Today marks the release of Aussie alt-pop king Andy Bull’s new album Sea of Approval, the much anticipated follow up to 2009’s debut We’re Too Young.

Last year saw the release two incredible hit singles ‘Keep On Running’ and ‘Baby I Am Nobody Now’ with both tracks scoring coveted spots in the most recent Triple J Hottest 100. Bull then followed the success with the release of the incredibly catchy ‘Talk Too Much’.

Out via Island Records the record was written and produced by Bull himself who like many talent artists before him played every instrument on the album. He’ll soon be taking the album on the road with the Sea Of Approval National Tour supported by indie pop wonders New Navy.

To celebrate the release  Sea Of Approval, we chatted with Bull who gave us a track by track run down of this exciting new record.
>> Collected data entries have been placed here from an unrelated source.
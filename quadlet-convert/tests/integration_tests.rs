use quadlet_convert::*;
use quadlet_core::CallerIdentity;
use quadlet_unitfile::split_words_unescaped;
use quadlet_userns::{IdRanges, StaticSubIds};
use std::sync::Arc;

const BASE_ARGS: &[&str] = &[
    "/usr/bin/podman",
    "run",
    "--name=systemd-%N",
    "--cidfile=%t/%N.cid",
    "--replace",
    "--rm",
    "-d",
    "--log-driver",
    "journald",
    "--pull=never",
    "--runtime",
    "/usr/bin/crun",
    "--cgroups=split",
];

fn init_tracing() {
    let _ = tracing_subscriber::fmt()
        .with_max_level(tracing::Level::DEBUG)
        .with_test_writer()
        .try_init();
}

fn converter(scope: UnitScope) -> Converter {
    init_tracing();
    let source = StaticSubIds::new()
        .with_uids("quadlet", IdRanges::of(100_000, 65_536))
        .with_uids("app", IdRanges::of(300_000, 1000))
        .with_gids("app", IdRanges::of(400_000, 1000));
    Converter::new(
        ConvertOptions::new(scope)
            .with_caller(CallerIdentity::new(1000, 1000))
            .with_subid_source(Arc::new(source)),
    )
}

fn convert(scope: UnitScope, text: &str) -> Result<UnitFile, ConversionError> {
    let unit = UnitFile::parse(text).unwrap();
    converter(scope).convert_container(&unit)
}

fn exec_args(service: &UnitFile) -> Vec<String> {
    split_words_unescaped(&service.lookup("Service", "ExecStart").unwrap())
}

/// Arguments between the fixed prefix and the image
fn flags(service: &UnitFile, image: &str) -> Vec<String> {
    let args = exec_args(service);
    assert_eq!(&args[..BASE_ARGS.len()], BASE_ARGS);
    let image_pos = args.iter().rposition(|a| a == image).unwrap();
    args[BASE_ARGS.len()..image_pos].to_vec()
}

fn has_sequence(args: &[String], sequence: &[&str]) -> bool {
    args.windows(sequence.len())
        .any(|window| window.iter().zip(sequence).all(|(a, b)| a == b))
}

#[test]
fn test_minimal_container_generated_unit() {
    let source = UnitFile::from_source(
        "/etc/containers/systemd/web.container",
        "[Unit]\nDescription=Web\n\n[Container]\nImage=alpine\n\n[Install]\nWantedBy=default.target\n",
    )
    .unwrap();
    let name = UnitName::new("web.container").unwrap();

    let service = converter(UnitScope::System).convert(&name, &source).unwrap();

    assert_eq!(service.file_name(), Some("web.service"));
    assert_eq!(
        service.to_string(),
        "[Unit]
Description=Web
SourcePath=/etc/containers/systemd/web.container
RequiresMountsFor=%t/containers

[X-Container]
Image=alpine

[Install]
WantedBy=default.target

[Service]
Environment=PODMAN_SYSTEMD_UNIT=%n
KillMode=mixed
ExecStartPre=-rm -f %t/%N.cid
ExecStopPost=-/usr/bin/podman rm -f -i --cidfile=%t/%N.cid
ExecStopPost=-rm -f %t/%N.cid
Delegate=yes
Type=notify
NotifyAccess=all
SyslogIdentifier=%N
ExecStart=/usr/bin/podman run --name=systemd-%N --cidfile=%t/%N.cid --replace --rm -d --log-driver journald --pull=never --runtime /usr/bin/crun --cgroups=split --init --sdnotify=conmon --security-opt=no-new-privileges --cap-drop=all --tmpfs /tmp:rw,size=512M,mode=1777 alpine
"
    );
}

#[test]
fn test_missing_image_rejected() {
    for text in ["[Container]\nExec=/bin/true\n", "[Container]\nImage=\n", "[Service]\nRestart=always\n"] {
        assert_eq!(
            convert(UnitScope::System, text).unwrap_err(),
            ConversionError::MissingRequiredKey {
                group: "Container".to_string(),
                key: "Image".to_string(),
            }
        );
    }
}

#[test]
fn test_unknown_key_rejected() {
    let source =
        UnitFile::from_source("/srv/web.container", "[Container]\nImage=a\nNetwork=host\n").unwrap();
    let err = converter(UnitScope::System)
        .convert_container(&source)
        .unwrap_err();
    assert_eq!(
        err,
        ConversionError::UnsupportedKey {
            group: "Container".to_string(),
            key: "Network".to_string(),
            unit: "/srv/web.container".to_string(),
        }
    );
}

#[test]
fn test_kill_mode() {
    let service = convert(UnitScope::System, "[Container]\nImage=a\n").unwrap();
    assert_eq!(service.lookup("Service", "KillMode").as_deref(), Some("mixed"));

    let service = convert(
        UnitScope::System,
        "[Container]\nImage=a\n[Service]\nKillMode=control-group\n",
    )
    .unwrap();
    assert_eq!(service.lookup_all("Service", "KillMode"), vec!["control-group"]);

    let err = convert(UnitScope::System, "[Container]\nImage=a\n[Service]\nKillMode=process\n")
        .unwrap_err();
    assert!(matches!(
        err,
        ConversionError::InvalidEnumValue { ref key, ref value, .. } if key == "KillMode" && value == "process"
    ));
}

#[test]
fn test_service_settings_preserved() {
    let service = convert(
        UnitScope::System,
        "[Container]\nImage=a\n[Service]\nSyslogIdentifier=web\nRestart=always\n",
    )
    .unwrap();
    assert_eq!(service.lookup("Service", "SyslogIdentifier").as_deref(), Some("web"));
    assert_eq!(service.lookup("Service", "Restart").as_deref(), Some("always"));
    assert!(!service.has_group("Container"));
    assert_eq!(service.lookup("X-Container", "Image").as_deref(), Some("a"));
}

#[test]
fn test_runtime_options() {
    let service = convert(
        UnitScope::System,
        "[Container]\nImage=a\nContainerName=web\nTimezone=UTC\nRunInit=no\nNotify=yes\n",
    )
    .unwrap();
    let args = exec_args(&service);
    assert!(args.contains(&"--name=web".to_string()));
    assert!(args.contains(&"--tz=UTC".to_string()));
    assert!(!args.contains(&"--init".to_string()));
    assert!(args.contains(&"--sdnotify=container".to_string()));
    assert_eq!(service.lookup("Service", "Type").as_deref(), Some("notify"));
}

#[test]
fn test_keep_id_requires_user_scope() {
    let err = convert(UnitScope::System, "[Container]\nImage=a\nKeepId=yes\n").unwrap_err();
    assert_eq!(
        err,
        ConversionError::UnsupportedForMode {
            group: "Container".to_string(),
            key: "KeepId".to_string(),
            scope: "system".to_string(),
        }
    );

    let service = convert(UnitScope::User, "[Container]\nImage=a\nKeepId=yes\n").unwrap();
    let flags = flags(&service, "a");
    assert!(has_sequence(&flags, &["--userns", "keep-id"]));
    assert!(!flags.contains(&"--user".to_string()));
    assert!(!flags.iter().any(|f| f.starts_with("--uidmap")));
}

#[test]
fn test_keep_id_with_explicit_user() {
    let service = convert(UnitScope::User, "[Container]\nImage=a\nKeepId=yes\nUser=0\n").unwrap();
    assert!(has_sequence(&flags(&service, "a"), &["--user", "0"]));
}

#[test]
fn test_user_flag_forms() {
    let service = convert(UnitScope::System, "[Container]\nImage=a\nUser=1000\n").unwrap();
    let flags_uid = flags(&service, "a");
    assert!(has_sequence(&flags_uid, &["--user", "1000"]));
    // Host ids default to the container ids, so nothing to map.
    assert!(!flags_uid.iter().any(|f| f == "--uidmap" || f == "--gidmap"));

    let service = convert(UnitScope::System, "[Container]\nImage=a\nUser=1000\nGroup=1000\n").unwrap();
    assert!(has_sequence(&flags(&service, "a"), &["--user", "1000:1000"]));

    let service = convert(UnitScope::System, "[Container]\nImage=a\nGroup=5\n").unwrap();
    assert!(has_sequence(&flags(&service, "a"), &["--user", "0:5"]));

    let service = convert(UnitScope::System, "[Container]\nImage=a\nUser=0\nGroup=0\n").unwrap();
    assert!(!flags(&service, "a").contains(&"--user".to_string()));
}

#[test]
fn test_invalid_numeric_identity() {
    for text in [
        "[Container]\nImage=a\nUser=nobody\n",
        "[Container]\nImage=a\nGroup=-1\n",
        "[Container]\nImage=a\nUser=+5\n",
        "[Container]\nImage=a\nRemapUsers=yes\nRemapGidStart=+1\n",
        "[Container]\nImage=a\nHostUser=no-such-user-for-quadlet\n",
        "[Container]\nImage=a\nRemapUsers=yes\nRemapUidStart=x\n",
    ] {
        assert!(
            matches!(
                convert(UnitScope::System, text),
                Err(ConversionError::InvalidNumericField { .. })
            ),
            "{text}"
        );
    }
}

#[test]
fn test_host_user_without_remap_maps_identity() {
    let service = convert(UnitScope::System, "[Container]\nImage=a\nHostUser=1000\n").unwrap();
    let flags = flags(&service, "a");
    assert!(has_sequence(
        &flags,
        &[
            "--uidmap",
            "0:1000:1",
            "--uidmap",
            "1:1:999",
            "--uidmap",
            "1001:1001:4294966294",
        ]
    ));
    assert!(!flags.contains(&"--gidmap".to_string()));
    assert!(!flags.contains(&"--user".to_string()));
}

#[test]
fn test_remap_users_with_default_pools() {
    let service = convert(UnitScope::System, "[Container]\nImage=a\nRemapUsers=yes\n").unwrap();
    let flags = flags(&service, "a");
    assert!(has_sequence(
        &flags,
        &[
            "--uidmap",
            "0:0:1",
            "--uidmap",
            "1:100000:65536",
            "--gidmap",
            "0:0:1",
            "--gidmap",
            "1:1879048192:165536",
        ]
    ));
}

#[test]
fn test_remap_users_with_named_and_literal_ranges() {
    let service = convert(
        UnitScope::System,
        "[Container]\nImage=a\nRemapUsers=yes\nRemapUidRanges=app\nRemapGidRanges=500000-500009\nRemapGidStart=0\n",
    )
    .unwrap();
    let flags = flags(&service, "a");
    assert!(has_sequence(&flags, &["--uidmap", "0:0:1", "--uidmap", "1:300000:1000"]));
    assert!(has_sequence(&flags, &["--gidmap", "0:0:1", "--gidmap", "1:500000:10"]));
}

#[test]
fn test_remap_users_ignored_in_user_scope() {
    let service = convert(UnitScope::User, "[Container]\nImage=a\nRemapUsers=yes\n").unwrap();
    assert!(!flags(&service, "a").iter().any(|f| f == "--uidmap" || f == "--gidmap"));
}

#[test]
fn test_invalid_remap_range() {
    let err = convert(
        UnitScope::System,
        "[Container]\nImage=a\nRemapUsers=yes\nRemapUidRanges=10-5\n",
    )
    .unwrap_err();
    assert!(matches!(err, ConversionError::ParseError { .. }));
}

#[test]
fn test_volumes_add_dependencies() {
    let service = convert(
        UnitScope::System,
        "[Container]\nImage=a\nVolume=/srv/web:/web:ro\nVolume=data.volume:/data\n",
    )
    .unwrap();
    assert!(has_sequence(
        &flags(&service, "a"),
        &["-v", "/srv/web:/web:ro", "-v", "systemd-data:/data"]
    ));
    assert_eq!(
        service.lookup_all("Unit", "RequiresMountsFor"),
        vec!["%t/containers", "/srv/web"]
    );
    assert_eq!(service.lookup("Unit", "Requires").as_deref(), Some("data-volume.service"));
    assert_eq!(service.lookup("Unit", "After").as_deref(), Some("data-volume.service"));
}

#[test]
fn test_ports() {
    let service = convert(
        UnitScope::System,
        "[Container]\nImage=a\nExposeHostPort=9000-9010\nPublishPort=8080:80\nPublishPort=127.0.0.1::443/tcp\n",
    )
    .unwrap();
    assert!(has_sequence(
        &flags(&service, "a"),
        &["--expose=9000-9010", "-p=8080:80", "-p=127.0.0.1::443/tcp"]
    ));

    for text in [
        "[Container]\nImage=a\nExposeHostPort=http\n",
        "[Container]\nImage=a\nPublishPort=1:2:3:4\n",
        "[Container]\nImage=a\nPublishPort=web:80\n",
        "[Container]\nImage=a\nExposeHostPort=\u{668}\u{660}\n",
        "[Container]\nImage=a\nPublishPort=\u{ff18}\u{ff10}\u{ff18}\u{ff10}:\u{ff18}\u{ff10}\n",
    ] {
        assert!(
            matches!(convert(UnitScope::System, text), Err(ConversionError::InvalidPort { .. })),
            "{text}"
        );
    }
}

#[test]
fn test_key_value_flags_sorted() {
    let service = convert(
        UnitScope::System,
        "[Container]\nImage=a\nEnvironment=ZED=1 ALPHA=\"two words\"\nLabel=z=1\nLabel=a=2\nAnnotation=k=v\nSocketActivated=yes\n",
    )
    .unwrap();
    let flags = flags(&service, "a");
    assert!(flags.contains(&"--preserve-fds=1".to_string()));
    assert!(has_sequence(
        &flags,
        &[
            "--env",
            "ALPHA=two words",
            "--env",
            "LISTEN_FDS=1",
            "--env",
            "LISTEN_PID=2",
            "--env",
            "ZED=1",
            "--label",
            "a=2",
            "--label",
            "z=1",
            "--annotation",
            "k=v",
        ]
    ));
}

#[test]
fn test_podman_args_image_and_exec_order() {
    let service = convert(
        UnitScope::System,
        "[Container]\nImage=quay.io/a/b\nPodmanArgs=--network host\nPodmanArgs=--privileged\nExec=/bin/ignored\nExec=/bin/sh -c \"echo hi\"\n",
    )
    .unwrap();
    let args = exec_args(&service);
    assert_eq!(
        &args[args.len() - 7..],
        &["--network", "host", "--privileged", "quay.io/a/b", "/bin/sh", "-c", "echo hi"]
    );
}

#[test]
fn test_minimal_volume() {
    let name = UnitName::new("data.volume").unwrap();
    let unit = UnitFile::parse("[Volume]\n").unwrap();
    let service = converter(UnitScope::System).convert_volume(&unit, &name).unwrap();

    assert_eq!(service.file_name(), Some("data-volume.service"));
    assert!(service.has_group("X-Volume"));
    assert!(!service.has_group("Volume"));
    assert_eq!(service.lookup("Service", "Type").as_deref(), Some("oneshot"));
    assert_eq!(service.lookup("Service", "RemainAfterExit").as_deref(), Some("yes"));
    assert_eq!(service.lookup("Service", "SyslogIdentifier").as_deref(), Some("%N"));
    assert_eq!(
        service.lookup("Service", "ExecCondition").as_deref(),
        Some("/usr/bin/bash -c \"! /usr/bin/podman volume exists systemd-data\"")
    );
    assert_eq!(
        service.lookup("Service", "ExecStart").as_deref(),
        Some("/usr/bin/podman volume create systemd-data")
    );
    assert_eq!(
        service.lookup("Unit", "RequiresMountsFor").as_deref(),
        Some("%t/containers")
    );
}

#[test]
fn test_volume_options_and_labels() {
    let name = UnitName::new("data.volume").unwrap();
    let unit = UnitFile::parse("[Volume]\nUser=1000\nLabel=b=2 a=1\n").unwrap();
    let service = converter(UnitScope::System).convert_volume(&unit, &name).unwrap();
    assert_eq!(
        service.lookup("Service", "ExecStart").as_deref(),
        Some("/usr/bin/podman volume create --opt o=uid=1000 --label a=1 --label b=2 systemd-data")
    );

    let unit = UnitFile::parse("[Volume]\nUser=1000\nGroup=1001\n").unwrap();
    let service = converter(UnitScope::System).convert_volume(&unit, &name).unwrap();
    assert_eq!(
        exec_args(&service)[3..5],
        ["--opt".to_string(), "o=uid=1000,gid=1001".to_string()]
    );
}

#[test]
fn test_volume_errors() {
    let name = UnitName::new("data.volume").unwrap();
    let unit = UnitFile::parse("[Volume]\nDriver=local\n").unwrap();
    assert!(matches!(
        converter(UnitScope::System).convert_volume(&unit, &name),
        Err(ConversionError::UnsupportedKey { .. })
    ));

    for text in ["[Volume]\nGroup=wheel\n", "[Volume]\nUser=+5\n"] {
        let unit = UnitFile::parse(text).unwrap();
        assert!(
            matches!(
                converter(UnitScope::System).convert_volume(&unit, &name),
                Err(ConversionError::InvalidNumericField { .. })
            ),
            "{text}"
        );
    }
}

#[test]
fn test_shared_converter_is_deterministic_across_threads() {
    let converter = Arc::new(converter(UnitScope::System));
    let unit = Arc::new(
        UnitFile::parse("[Container]\nImage=a\nRemapUsers=yes\nEnvironment=B=2 A=1 C=3\n").unwrap(),
    );

    let outputs: Vec<String> = std::thread::scope(|scope| {
        let handles: Vec<_> = (0..8)
            .map(|_| {
                let converter = Arc::clone(&converter);
                let unit = Arc::clone(&unit);
                scope.spawn(move || converter.convert_container(&unit).unwrap().to_string())
            })
            .collect();
        handles.into_iter().map(|h| h.join().unwrap()).collect()
    });

    assert!(outputs.windows(2).all(|pair| pair[0] == pair[1]));
}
Just One Expression, Just One Line

This is the opening scene: a guy strewn out on his back, staring at the ceiling, wrestling with his conscious, drifting out of his mind. People are calling his telephone, banging at the door, talking through the wall while he is toeing the brink of some event horizon. Then this spirit descends and tells him, “You are not what you were”. That hammy voice over I did at the end is where the title comes from, and it describes how I feel from time to time: like I’m just an actor, with just one expression, and just one line.

Baby I Am Nobody Now

The best explanation of this song is probably just in the lyric itself; anyway it’s about feeling envy, jealousy, being on the outer, wanting to be unique and wanting to fit in. There’s a kind narrative in people wherein we cycle between thinking “I’m one in a million” to “I’m a nobody” and back again, particularly when we make our self-worth provisionally or in external contingencies, as in the love of others.
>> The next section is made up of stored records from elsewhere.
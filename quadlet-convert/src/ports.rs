//! Port specification parsing for `ExposeHostPort=` and `PublishPort=`

use std::sync::LazyLock;

use quadlet_core::ConversionError;
use regex::Regex;

static PORT_RANGE: LazyLock<Regex> =
    LazyLock::new(|| Regex::new(r"^[0-9]+(-[0-9]+)?(/udp|/tcp)?$").expect("valid port regex"));

/// Whether `port` is `digits[-digits][/tcp|/udp]`
#[must_use]
pub fn is_port_range(port: &str) -> bool {
    PORT_RANGE.is_match(port)
}

/// Split on colons that are not inside `[...]`
///
/// # Example
/// ```
/// use quadlet_convert::ports::split_ports;
///
/// assert_eq!(split_ports("[::1]:8080:80/tcp"), vec!["[::1]", "8080", "80/tcp"]);
/// ```
#[must_use]
pub fn split_ports(ports: &str) -> Vec<&str> {
    let bytes = ports.as_bytes();
    let mut parts = Vec::new();
    let mut start = 0;
    let mut end = 0;

    while end < bytes.len() {
        match bytes[end] {
            b'[' => {
                end += 1;
                while end < bytes.len() && bytes[end] != b']' {
                    end += 1;
                }
                if end < bytes.len() {
                    end += 1;
                }
            }
            b':' => {
                parts.push(&ports[start..end]);
                end += 1;
                start = end;
            }
            _ => end += 1,
        }
    }
    parts.push(&ports[start..end]);

    parts
}

fn invalid_port(value: &str) -> ConversionError {
    ConversionError::InvalidPort {
        value: value.to_string(),
    }
}

/// `--expose=` argument for an `ExposeHostPort=` value
pub fn expose_flag(value: &str) -> Result<String, ConversionError> {
    let port = value.trim();
    if !is_port_range(port) {
        return Err(invalid_port(port));
    }
    Ok(format!("--expose={port}"))
}

/// A parsed `PublishPort=` value
#[derive(Debug, Clone, PartialEq, Eq)]
pub struct PublishedPort {
    /// Host address to bind, empty for all addresses
    pub ip: String,
    /// Host port or range, empty to let podman choose
    pub host_port: String,
    /// Container port or range
    pub container_port: String,
}

impl PublishedPort {
    /// Parse `[[ip:][host_port]:]container_port`
    ///
    /// An ip of `0.0.0.0` means all addresses and is dropped.
    pub fn parse(value: &str) -> Result<Self, ConversionError> {
        let spec = value.trim();
        let (ip, host_port, container_port) = match split_ports(spec).as_slice() {
            [container] => ("", "", *container),
            [host, container] => ("", *host, *container),
            [ip, host, container] => (*ip, *host, *container),
            _ => return Err(invalid_port(spec)),
        };

        let ip = if ip == "0.0.0.0" { "" } else { ip };

        if !host_port.is_empty() && !is_port_range(host_port) {
            return Err(invalid_port(spec));
        }
        if !is_port_range(container_port) {
            return Err(invalid_port(spec));
        }

        Ok(Self {
            ip: ip.to_string(),
            host_port: host_port.to_string(),
            container_port: container_port.to_string(),
        })
    }

    /// The `-p=` argument
    #[must_use]
    pub fn to_flag(&self) -> String {
        match (self.ip.is_empty(), self.host_port.is_empty()) {
            (false, false) => format!("-p={}:{}:{}", self.ip, self.host_port, self.container_port),
            (false, true) => format!("-p={}::{}", self.ip, self.container_port),
            (true, false) => format!("-p={}:{}", self.host_port, self.container_port),
            (true, true) => format!("-p={}", self.container_port),
        }
    }
}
All I can add is that it took me a long time to get this one right; I made so many different versions, but I arrived here, and I still feel very close to this song.

Nothing Is Wrong

I think ‘Nothing is Wrong’ is an offering of comfort. When I first wrote it, I wondered if it was too much like an old fashioned ballad, which was something I maybe wanted to move away from at the time, but a few of my close musical friends were very encouraging about it. I came back to the song then and once I recorded the heavy synthesizers in the chorus, it started to feel like it was in context, and now I think that it could be a reply to ‘Baby I Am Nobody Now’. Also, I think Paul McKercher (producer) did a really excellent job of mixing this song.

100 Ways

In the 1980s, Roland music made a series of drum machines and bass step sequencers with the names 808, 909, and 303. They were considered failed commercial ventures at the time, but after a little cross-cultural appropriation, ended up providing some of the most utilized sounds in modern music. In 2014, some 30+ years later, Roland developed new versions of these modules, and I was lucky enough to be given them by a guy named David Lackey, who had worked on their development and whose own passion is getting all these things to work together in sync through all kinds of specialized contraptions he’s dreamt up, which I think is kind of esoteric and cool.
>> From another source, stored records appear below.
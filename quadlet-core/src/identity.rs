//! Host identity resolution

use nix::unistd::{Group, User, getgid, getuid};
use serde::{Deserialize, Serialize};

use crate::ConversionError;

/// Uid and gid of the process running the generator
#[derive(Debug, Clone, Copy, PartialEq, Eq, Hash, Serialize, Deserialize)]
pub struct CallerIdentity {
    /// Real user id
    pub uid: u32,
    /// Real group id
    pub gid: u32,
}

impl CallerIdentity {
    /// Create from raw ids
    #[must_use]
    pub const fn new(uid: u32, gid: u32) -> Self {
        Self { uid, gid }
    }

    /// Identity of the current process
    #[must_use]
    pub fn current() -> Self {
        Self {
            uid: getuid().as_raw(),
            gid: getgid().as_raw(),
        }
    }
}

fn invalid(key: &str, value: &str, reason: impl Into<String>) -> ConversionError {
    ConversionError::InvalidNumericField {
        key: key.to_string(),
        value: value.to_string(),
        reason: reason.into(),
    }
}

/// Parse a strictly numeric u32 field
pub fn parse_u32(key: &str, value: &str) -> Result<u32, ConversionError> {
    let digits = value.trim();
    if digits.is_empty() || !digits.bytes().all(|b| b.is_ascii_digit()) {
        return Err(invalid(key, value, "not a decimal number"));
    }
    digits
        .parse::<u32>()
        .map_err(|e| invalid(key, value, e.to_string()))
}

/// Parse a numeric id, rejecting the reserved `u32::MAX`
///
/// Returns `Ok(None)` when the value is not numeric at all.
fn parse_numeric_id(key: &str, value: &str) -> Result<Option<u32>, ConversionError> {
    if !value.starts_with(|c: char| c.is_ascii_digit()) {
        return Ok(None);
    }
    match value.parse::<u32>() {
        Ok(u32::MAX) => Err(invalid(key, value, "id is reserved")),
        Ok(id) => Ok(Some(id)),
        Err(e) => Err(invalid(key, value, e.to_string())),
    }
}

/// Resolve a numeric uid or a host user name
pub fn resolve_uid(key: &str, value: &str) -> Result<u32, ConversionError> {
    let value = value.trim();
    if let Some(uid) = parse_numeric_id(key, value)? {
        return Ok(uid);
    }

    match User::from_name(value) {
        Ok(Some(user)) => {
            tracing::debug!(user = value, uid = user.uid.as_raw(), "Resolved host user");
            Ok(user.uid.as_raw())
        }
        Ok(None) => Err(invalid(key, value, "unknown user")),
        Err(e) => Err(invalid(key, value, e.to_string())),
    }
}

/// Resolve a numeric gid or a host group name
pub fn resolve_gid(key: &str, value: &str) -> Result<u32, ConversionError> {
    let value = value.trim();
    if let Some(gid) = parse_numeric_id(key, value)? {
        return Ok(gid);
    }

    match Group::from_name(value) {
        Ok(Some(group)) => {
            tracing::debug!(group = value, gid = group.gid.as_raw(), "Resolved host group");
            Ok(group.gid.as_raw())
        }
        Ok(None) => Err(invalid(key, value, "unknown group")),
        Err(e) => Err(invalid(key, value, e.to_string())),
    }
}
Growing up, my eldest brother had used all this sort of stuff in his own music, but I had been uncertain about to approach it, and it meant I could only appreciate what my brother did from a distance. All these sounds are all available in software form now of course, and you can make loops at your computer etc., but using the hardware is like playing an actual instrument and the experience is tactile (and volatile) and it rewards you in different ways. On top of all this, the unexpected joy of it for me personally is not only talking to the ghosts in these machines, but a better insight into my brother’s music and his thinking too. This track is also the first one of the album that my friend Alex Bennison appears on; that’s him playing those amazing guitar sounds. Other than the guitar, it was all recorded live, all at once, in a single take- even those vocal glitches, which I made using of audio-scrambling hardware midi-synced up and side chained through the TR-8.

Something, I Guess

This song was written as a bit of theatre, like an intermission in ‘the film’. It sounds maudlin, but I almost see the lyric as a eulogy that a parent might give at their own child’s funeral, a child who sort of thrashed around as a young adult and eventually undid themselves. It’s the album’s intermission.

Talk Too Much

In our age, it seems that chatter and conjecture has become, maybe accidentally, the primary way we qualify ourselves and our experience of living. We are often beating our chests and saying what we stand for, who we think we are, what we think of this or that, as if somebody asked. The implied fear is that silence must be akin to not existing, but this is a dangerous lie. Language may help us to express that we are looking for meaning, but only clumsily, and only after the fact. I think this song is me saying to myself “stop this clumsy conversation and just live, whatever that turns out to mean”

Keep On Running

The first line of this song is where the album title comes from. I think a bit about how a clear conscience is tied to having personal integrity, which I think in turn has something to do with an individual being able to independently formulate their own interpretation of experiences, their own values, and then choose their own behavior, without excessive reliance upon other forces to direct them. I suspect that continuously seeking the approval of others or looking to others for answers to your internal questions can make for a very confused life. If the thing that ‘keeps you running’ is the approval and acceptance of others, then it may be hard to experience life as yourself.

Loved Like You

People talk about social media as a stream, and I was thinking how if it is, then it must be a shallow and fast one. Social media didn’t invent our ancient desire to be “liked”, but it has certainly been designed to reward it.

The Hill

This song is about having a kind of epiphany roll down upon you like water down a hill: washing something away, lifting a weight from your mind.

So That I Can Feel Better

The character here is suffering, although it’s partly because his identity is safe within his misery; he holds onto his misfortune as a badge of honour: like I am a good person because I have suffered for this thing, because I have held on to it. There is sadness in life, and suffering and personal loss and great injustice; but living is also about letting go; letting go of people, ideologies, narratives; there is a time when everything has to be let go; so this is the final scene.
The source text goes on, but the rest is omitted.